Dataset entries:
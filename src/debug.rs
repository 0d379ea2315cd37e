use std::fmt;

/// The color of an object as seen from outside a collection.
///
/// Outside of [`crate::Arena::collect`] every object is white; black only
/// shows up for objects proven reachable while a collection is running.
#[derive(Copy, Clone, Debug, PartialEq, Eq)]
pub enum Color {
    White,
    Black,
}

impl fmt::Display for Color {
    fn fmt(&self, f: &mut fmt::Formatter<'_>) -> fmt::Result {
        match self {
            Color::White => write!(f, "white"),
            Color::Black => write!(f, "black"),
        }
    }
}

/// One line of an arena dump.
#[derive(Copy, Clone, Debug, PartialEq, Eq)]
pub struct ObjectInfo {
    pub addr: usize,
    pub type_name: &'static str,
    pub size: usize,
    pub color: Color,
}

impl fmt::Display for ObjectInfo {
    fn fmt(&self, f: &mut fmt::Formatter<'_>) -> fmt::Result {
        write!(
            f,
            "{:#x} {} ({}, {} bytes)",
            self.addr, self.color, self.type_name, self.size
        )
    }
}
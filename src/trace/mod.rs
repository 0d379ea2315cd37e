mod trace;
mod tracer;

pub use trace::{Trace, TraceLeaf, __MustNotDrop};
pub use tracer::Tracer;
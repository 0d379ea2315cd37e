use super::trace::Trace;
use crate::gc::Gc;
use crate::header::{GcMark, Header};
use log::trace;
use std::ptr::NonNull;

/// Handed to [`Trace::trace`] during the mark phase. Every managed reference
/// reported to the tracer is queued to be marked, unless it has already been
/// marked in the current collection.
pub struct Tracer {
    mark: GcMark,
    work: Vec<NonNull<Header>>,
}

impl Tracer {
    pub(crate) fn new(mark: GcMark, capacity: usize) -> Self {
        Self {
            mark,
            work: Vec::with_capacity(capacity),
        }
    }

    /// Report a managed reference.
    pub fn trace<T: Trace>(&mut self, gc: Gc<'_, T>) {
        trace!(
            "(TRACER) OBJ = {}, ADDR = {:?}",
            std::any::type_name::<T>(),
            gc.header_ptr()
        );

        if gc.header().get_mark() == self.mark {
            return;
        }

        self.push(gc.header_ptr());
    }

    pub(crate) fn push(&mut self, header: NonNull<Header>) {
        self.work.push(header)
    }

    // The same object may be queued more than once before it is marked, so
    // callers must check the mark of whatever is popped.
    pub(crate) fn pop(&mut self) -> Option<NonNull<Header>> {
        self.work.pop()
    }

    #[cfg(test)]
    pub(crate) fn pending(&self) -> usize {
        self.work.len()
    }

    pub(crate) fn mark(&self) -> GcMark {
        self.mark
    }
}
use super::collector::Collector;
use super::config::GcConfig;
use super::debug::ObjectInfo;
use super::error::GcError;
#[cfg(test)]
use super::header::GcMark;
use super::metrics::GcMetrics;
use super::mutator::Mutator;
use super::root::RootSet;

use std::rc::Rc;
use std::sync::atomic::{AtomicUsize, Ordering};

static NEXT_ARENA_ID: AtomicUsize = AtomicUsize::new(0);

/// A garbage collected arena with a set of scoped roots.
///
/// See the [module-level documentation](./index.html) for more details.
pub struct Arena {
    collector: Collector,
    roots: Rc<RootSet>,
    id: usize,
}

impl Default for Arena {
    fn default() -> Self {
        Self::new()
    }
}

impl Drop for Arena {
    fn drop(&mut self) {
        // roots may outlive the arena, they must not keep pointing at the
        // cells the collector is about to free
        self.roots.clear_all();
    }
}

impl Arena {
    /// Creates an empty arena with the default [`GcConfig`].
    pub fn new() -> Self {
        Self::with_config(GcConfig::default())
    }

    pub fn with_config(config: GcConfig) -> Self {
        let id = NEXT_ARENA_ID.fetch_add(1, Ordering::Relaxed);

        Self {
            collector: Collector::new(config),
            roots: Rc::new(RootSet::new(id)),
            id,
        }
    }

    /// Provides a [`Mutator`] within which values can be allocated into the
    /// arena, and roots can be read and written.
    ///
    /// # Examples
    ///
    /// ```
    /// use tricolor::{Arena, ForLt, Gc, Root};
    ///
    /// let mut arena = Arena::new();
    /// let root: Root<ForLt![usize]> = arena.mutate(|mu| mu.root(Gc::new(mu, 42)));
    ///
    /// arena.mutate(|mu| {
    ///     assert_eq!(*root.gc(mu), 42);
    ///
    ///     // nothing roots this value, so the next collection reclaims it
    ///     Gc::new(mu, 420usize);
    /// });
    ///
    /// arena.collect();
    /// assert_eq!(arena.live_objects(), 1);
    /// ```
    ///
    /// ## Mutator 'gc Lifetime
    /// Handles into the arena are branded with the `'gc` lifetime of the
    /// mutation, so they cannot escape it and be held across a collection.
    ///
    /// ```compile_fail
    /// use tricolor::Arena;
    ///
    /// let mut arena = Arena::new();
    /// let value = arena.mutate(|mu| mu.alloc(42usize));
    ///
    /// arena.collect();
    /// assert_eq!(*value, 42);
    /// ```
    pub fn mutate<F, O>(&self, f: F) -> O
    where
        F: for<'gc> FnOnce(&'gc Mutator<'gc>) -> O,
    {
        let mutator = Mutator::new(self);

        f(&mutator)
    }

    /// Destroys every object that is not reachable from a root.
    ///
    /// Reachability is decided purely by tracing from the roots, so cycles
    /// without a path from any root are reclaimed as well. Each unreachable
    /// object is dropped exactly once.
    pub fn collect(&mut self) {
        self.collector.collect(&self.roots);
    }

    /// Lists every live object with its color, logging each one at debug
    /// level.
    pub fn dump(&self) -> Vec<ObjectInfo> {
        self.collector.dump()
    }

    /// Checks the internal invariants of the heap.
    pub fn verify(&self) -> Result<(), GcError> {
        self.collector.verify()
    }

    /// Returns a snapshot of the arena's metrics.
    pub fn metrics(&self) -> GcMetrics {
        self.collector.metrics().snapshot(self.roots.len())
    }

    pub fn live_objects(&self) -> usize {
        self.collector.metrics().get_live_objects() as usize
    }

    pub fn root_count(&self) -> usize {
        self.roots.len()
    }

    /// Returns a copy of the the GcConfig that the arena was created with.
    pub fn config(&self) -> GcConfig {
        self.collector.config()
    }

    pub(crate) fn id(&self) -> usize {
        self.id
    }

    pub(crate) fn root_set(&self) -> &Rc<RootSet> {
        &self.roots
    }

    pub(crate) fn collector(&self) -> &Collector {
        &self.collector
    }

    #[cfg(test)]
    pub(crate) fn white_mark(&self) -> GcMark {
        self.collector.white_mark()
    }
}

#[cfg(test)]
mod tests {
    use super::*;
    use crate::{ForLt, Gc, GcOpt, Root};
    use std::cell::Cell;

    #[derive(crate::Trace)]
    struct Node<'gc> {
        left: GcOpt<'gc, Node<'gc>>,
        right: GcOpt<'gc, Node<'gc>>,
        val: Cell<usize>,
    }

    impl<'gc> Node<'gc> {
        fn new(val: usize) -> Self {
            Self {
                left: GcOpt::new_none(),
                right: GcOpt::new_none(),
                val: Cell::new(val),
            }
        }
    }

    type NodeRoot = Root<ForLt![Node<'_>]>;

    #[test]
    fn unrooted_objects_are_swept() {
        let mut arena = Arena::new();

        arena.mutate(|mu| {
            for i in 0..100 {
                mu.alloc(Node::new(i));
            }
        });

        assert_eq!(arena.live_objects(), 100);
        arena.collect();
        assert_eq!(arena.live_objects(), 0);
        assert_eq!(arena.metrics().last_swept, 100);
    }

    #[test]
    fn white_mark_flips_every_collection() {
        let mut arena = Arena::new();
        let first = arena.white_mark();

        arena.collect();
        assert_eq!(arena.white_mark(), first.rotate());

        arena.collect();
        assert_eq!(arena.white_mark(), first);
    }

    #[test]
    fn survivors_are_repainted_white_by_the_flip() {
        let mut arena = Arena::new();
        let root: NodeRoot = arena.mutate(|mu| mu.root(mu.alloc(Node::new(1))));

        arena.collect();

        arena.mutate(|mu| {
            let gc = root.gc(mu);

            assert_eq!(gc.header().get_mark(), arena.white_mark());
            assert_eq!(gc.val.get(), 1);
        });
        assert!(arena.verify().is_ok());
    }

    #[test]
    fn allocations_after_a_collection_are_white() {
        let mut arena = Arena::new();
        let root: NodeRoot = arena.mutate(|mu| mu.root(mu.alloc(Node::new(1))));

        arena.collect();

        arena.mutate(|mu| {
            let node = mu.alloc(Node::new(2));
            root.gc(mu).left.set(node);

            assert_eq!(node.header().get_mark(), arena.white_mark());
        });
        assert!(arena.verify().is_ok());

        arena.collect();
        assert_eq!(arena.live_objects(), 2);
    }

    #[test]
    fn dump_lists_every_object() {
        let arena = Arena::new();

        arena.mutate(|mu| {
            mu.alloc(1usize);
            mu.alloc(Node::new(2));
        });

        let dump = arena.dump();

        assert_eq!(dump.len(), 2);
        assert!(dump.iter().all(|info| info.color == crate::Color::White));
        assert!(dump.iter().any(|info| info.type_name == "usize"));
    }

    #[test]
    fn verify_reports_bad_colors() {
        let arena = Arena::new();

        arena.mutate(|mu| {
            let gc = mu.alloc(1usize);

            gc.header().set_mark(arena.white_mark().rotate());

            assert_eq!(
                arena.verify(),
                Err(GcError::ColorMismatch {
                    addr: gc.header_ptr().as_ptr() as usize,
                    expected: crate::Color::White,
                })
            );

            gc.header().set_mark(arena.white_mark());
            assert_eq!(arena.verify(), Ok(()));
        });
    }

    #[test]
    fn arenas_have_distinct_ids() {
        let a = Arena::new();
        let b = Arena::new();

        assert_ne!(a.id(), b.id());
    }

    #[test]
    fn dropping_the_arena_nulls_its_roots() {
        let arena = Arena::new();
        let root: NodeRoot = arena.mutate(|mu| mu.root(Gc::new(mu, Node::new(1))));

        assert!(!root.is_null());
        drop(arena);
        assert!(root.is_null());
    }

    #[test]
    fn custom_config() {
        let config = GcConfig {
            trace_work_capacity: 1,
            dump_on_collect: true,
            verify_heap: true,
        };
        let mut arena = Arena::with_config(config);
        let root: NodeRoot = Root::new(&arena);

        arena.mutate(|mu| {
            let a = mu.alloc(Node::new(1));
            let b = mu.alloc(Node::new(2));
            let c = mu.alloc(Node::new(3));

            a.left.set(b);
            a.right.set(c);
            root.set(mu, a);
        });

        arena.collect();

        assert_eq!(arena.config(), config);
        assert_eq!(arena.live_objects(), 3);
        assert_eq!(arena.metrics().last_marked, 3);
    }
}
impl GradioConnection {
    fn base(&self) -> String {
        format!("{}{}", self.host, self.config.api_prefix)
    }

    fn prepare_argument(&self, arg: &Argument) -> Result<Value> {
        match arg {
            Argument::Value(value) => Ok(value.clone()),
            Argument::File(path) if self.config.legacy => file_as_data_url(path),
            Argument::File(path) => self.upload_file(path),
        }
    }

    fn upload_file(&self, path: &Path) -> Result<Value> {
        let bytes = std::fs::read(path)
            .with_context(|| format!("failed reading input file {}", path.display()))?;
        let file_name = path
            .file_name()
            .and_then(|value| value.to_str())
            .unwrap_or("upload")
            .to_string();
        let mut part = MultipartPart::bytes(bytes).file_name(file_name.clone());
        if let Some(mime) = mime_for_path(path) {
            part = part.mime_str(mime)?;
        }
        let url = format!("{}/upload", self.base());
        let response = authorize(self.http.post(&url), self.token.as_deref())
            .multipart(MultipartForm::new().part("files", part))
            .send()
            .with_context(|| format!("file upload failed ({url})"))?;
        let payload = response_json_or_error("File upload", response)?;
        let Some(remote_path) = payload
            .as_array()
            .and_then(|rows| rows.first())
            .and_then(Value::as_str)
        else {
            bail!("File upload returned no path: {}", truncate_text(&payload.to_string(), 256));
        };
        Ok(json!({
            "path": remote_path,
            "orig_name": file_name,
            "meta": {"_type": "gradio.FileData"},
        }))
    }

    fn call_queued(&self, api_name: &str, data: Vec<Value>) -> Result<Value> {
        let call_url = format!("{}/call/{}", self.base(), api_name);
        let response = authorize(self.http.post(&call_url), self.token.as_deref())
            .json(&json!({ "data": data }))
            .send()
            .with_context(|| format!("call request failed ({call_url})"))?;
        let payload = response_json_or_error("Call", response)?;
        let Some(event_id) = payload.get("event_id").and_then(Value::as_str) else {
            bail!("Call returned no event id: {}", truncate_text(&payload.to_string(), 256));
        };

        let stream_url = format!("{call_url}/{event_id}");
        let response = authorize(self.http.get(&stream_url), self.token.as_deref())
            .send()
            .with_context(|| format!("result stream request failed ({stream_url})"))?;
        let status = response.status();
        let body = response
            .text()
            .context("result stream read failed")?;
        if !status.is_success() {
            bail!(
                "result stream failed ({}): {}",
                status.as_u16(),
                truncate_text(&body, 512)
            );
        }
        for (event, data) in parse_sse_events(&body) {
            match event.as_str() {
                "complete" => {
                    let parsed: Value = serde_json::from_str(&data)
                        .context("result stream returned invalid JSON payload")?;
                    return Ok(json!({ "data": parsed }));
                }
                "error" => bail!("/{api_name} failed: {}", truncate_text(&data, 512)),
                _ => {}
            }
        }
        bail!("result stream for /{api_name} ended without a result")
    }

    fn call_legacy(&self, resolved: &ResolvedEndpoint, data: Vec<Value>) -> Result<Value> {
        let url = match resolved.api_name.as_deref() {
            Some(api_name) => format!("{}/api/{}", self.base(), api_name),
            None => format!("{}/api/predict", self.base()),
        };
        let mut body = Map::new();
        body.insert("data".to_string(), Value::Array(data));
        if let Some(fn_index) = resolved.fn_index {
            body.insert("fn_index".to_string(), json!(fn_index));
        }
        let response = authorize(self.http.post(&url), self.token.as_deref())
            .json(&Value::Object(body))
            .send()
            .with_context(|| format!("predict request failed ({url})"))?;
        let payload = response_json_or_error("Predict", response)?;
        if let Some(error) = payload.get("error").filter(|value| !value.is_null()) {
            bail!("Predict failed: {}", truncate_text(&error.to_string(), 512));
        }
        Ok(payload)
    }
}

impl RemoteConnection for GradioConnection {
    fn target(&self) -> &str {
        &self.target
    }

    fn predict(&self, endpoint: &EndpointRef, args: &[Argument]) -> Result<Value> {
        let resolved = self.config.resolve(endpoint)?;
        let data = args
            .iter()
            .map(|arg| self.prepare_argument(arg))
            .collect::<Result<Vec<Value>>>()?;
        debug!("calling {endpoint} on {} with {} args", self.target, data.len());
        let mut response = match resolved.api_name.as_deref() {
            Some(api_name) if !self.config.legacy => self.call_queued(api_name, data)?,
            _ => self.call_legacy(&resolved, data)?,
        };
        fill_file_urls(&mut response, &self.base());
        Ok(response)
    }

    fn describe(&self) -> Value {
        let named: Vec<Value> = self
            .config
            .dependencies
            .iter()
            .filter_map(|dep| {
                dep.api_name.as_ref().map(|name| {
                    json!({
                        "api_name": format!("/{name}"),
                        "fn_index": dep.fn_index,
                    })
                })
            })
            .collect();
        let unnamed = self.config.dependencies.len() - named.len();
        json!({
            "target": self.target,
            "host": self.host,
            "version": self.config.version,
            "named_endpoints": named,
            "unnamed_endpoints": unnamed,
        })
    }
}

fn authorize(builder: RequestBuilder, token: Option<&str>) -> RequestBuilder {
    match token {
        Some(token) => builder.bearer_auth(token),
        None => builder,
    }
}
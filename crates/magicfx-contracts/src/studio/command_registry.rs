#[derive(Clone, Copy, Debug)]
pub(crate) struct CommandSpec {
    pub command: &'static str,
    pub action: &'static str,
    pub arg: &'static str,
}

pub(crate) const RAW_ARG_COMMANDS: &[CommandSpec] = &[
    CommandSpec {
        command: "effect",
        action: "select_effect",
        arg: "effect",
    },
    CommandSpec {
        command: "effects",
        action: "list_effects",
        arg: "category",
    },
    CommandSpec {
        command: "style",
        action: "apply_style",
        arg: "style",
    },
    CommandSpec {
        command: "prompt",
        action: "set_prompt",
        arg: "prompt",
    },
    CommandSpec {
        command: "history",
        action: "history",
        arg: "limit",
    },
];

pub(crate) const SINGLE_PATH_COMMANDS: &[CommandSpec] = &[
    CommandSpec {
        command: "file",
        action: "attach_file",
        arg: "path",
    },
    CommandSpec {
        command: "save",
        action: "save_result",
        arg: "path",
    },
];

pub(crate) const NO_ARG_COMMANDS: &[CommandSpec] = &[
    CommandSpec {
        command: "styles",
        action: "list_styles",
        arg: "",
    },
    CommandSpec {
        command: "run",
        action: "run",
        arg: "",
    },
    CommandSpec {
        command: "status",
        action: "status",
        arg: "",
    },
    CommandSpec {
        command: "back",
        action: "back",
        arg: "",
    },
    CommandSpec {
        command: "help",
        action: "help",
        arg: "",
    },
    CommandSpec {
        command: "quit",
        action: "quit",
        arg: "",
    },
    CommandSpec {
        command: "exit",
        action: "quit",
        arg: "",
    },
];

pub const STUDIO_HELP_COMMANDS: &[&str] = &[
    "/effects [category]",
    "/effect <id>",
    "/styles",
    "/style <name>",
    "/prompt <text>",
    "/file <path>",
    "/run",
    "/status",
    "/save <path>",
    "/history [n]",
    "/back",
    "/quit",
];
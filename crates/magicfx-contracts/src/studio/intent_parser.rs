use std::collections::BTreeMap;

use serde_json::Value;

use super::command_registry::{
    CommandSpec, NO_ARG_COMMANDS, RAW_ARG_COMMANDS, SINGLE_PATH_COMMANDS,
};

#[derive(Debug, Clone, PartialEq)]
pub struct Intent {
    pub action: String,
    pub raw: String,
    pub prompt: Option<String>,
    pub command_args: BTreeMap<String, Value>,
}

impl Intent {
    fn new(action: &str, raw: &str) -> Self {
        Self {
            action: action.to_string(),
            raw: raw.to_string(),
            prompt: None,
            command_args: BTreeMap::new(),
        }
    }

    pub fn arg(&self, key: &str) -> Option<&str> {
        self.command_args
            .get(key)
            .and_then(Value::as_str)
            .map(str::trim)
            .filter(|value| !value.is_empty())
    }
}

fn find_spec(command: &str, specs: &'static [CommandSpec]) -> Option<&'static CommandSpec> {
    specs.iter().find(|spec| spec.command == command)
}

fn parse_single_path_arg(arg: &str) -> String {
    if arg.trim().is_empty() {
        return String::new();
    }
    match shell_words::split(arg) {
        Ok(parts) => parts
            .into_iter()
            .filter(|value| !value.is_empty())
            .collect::<Vec<String>>()
            .join(" "),
        Err(_) => arg.trim().to_string(),
    }
}

pub fn parse_intent(text: &str) -> Intent {
    let raw_trimmed = text.trim();
    if raw_trimmed.is_empty() {
        return Intent::new("noop", text);
    }

    if let Some(slash_tail) = raw_trimmed.strip_prefix('/') {
        let command_len = slash_tail
            .chars()
            .take_while(|ch| ch.is_ascii_alphanumeric() || *ch == '_')
            .count();
        if command_len > 0 {
            let command = slash_tail[..command_len].to_ascii_lowercase();
            let arg = slash_tail[command_len..].trim();

            if let Some(spec) = find_spec(&command, RAW_ARG_COMMANDS) {
                let mut intent = Intent::new(spec.action, text);
                intent
                    .command_args
                    .insert(spec.arg.to_string(), Value::String(arg.to_string()));
                return intent;
            }

            if let Some(spec) = find_spec(&command, SINGLE_PATH_COMMANDS) {
                let mut intent = Intent::new(spec.action, text);
                intent.command_args.insert(
                    spec.arg.to_string(),
                    Value::String(parse_single_path_arg(arg)),
                );
                return intent;
            }

            if let Some(spec) = find_spec(&command, NO_ARG_COMMANDS) {
                return Intent::new(spec.action, text);
            }

            let mut intent = Intent::new("unknown", text);
            intent
                .command_args
                .insert("command".to_string(), Value::String(command));
            intent
                .command_args
                .insert("arg".to_string(), Value::String(arg.to_string()));
            return intent;
        }
    }

    let mut intent = Intent::new("generate", text);
    intent.prompt = Some(raw_trimmed.to_string());
    intent
}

_Work instruction_:
Where a line of the entries contains "authorize", report that line.

_Answer box_:
        let response = authorize(self.http.post(&url), self.token.as_deref())
        let response = authorize(self.http.post(&call_url), self.token.as_deref())
        let response = authorize(self.http.get(&stream_url), self.token.as_deref())
        let response = authorize(self.http.post(&url), self.token.as_deref())
fn authorize(builder: RequestBuilder, token: Option<&str>) -> RequestBuilder {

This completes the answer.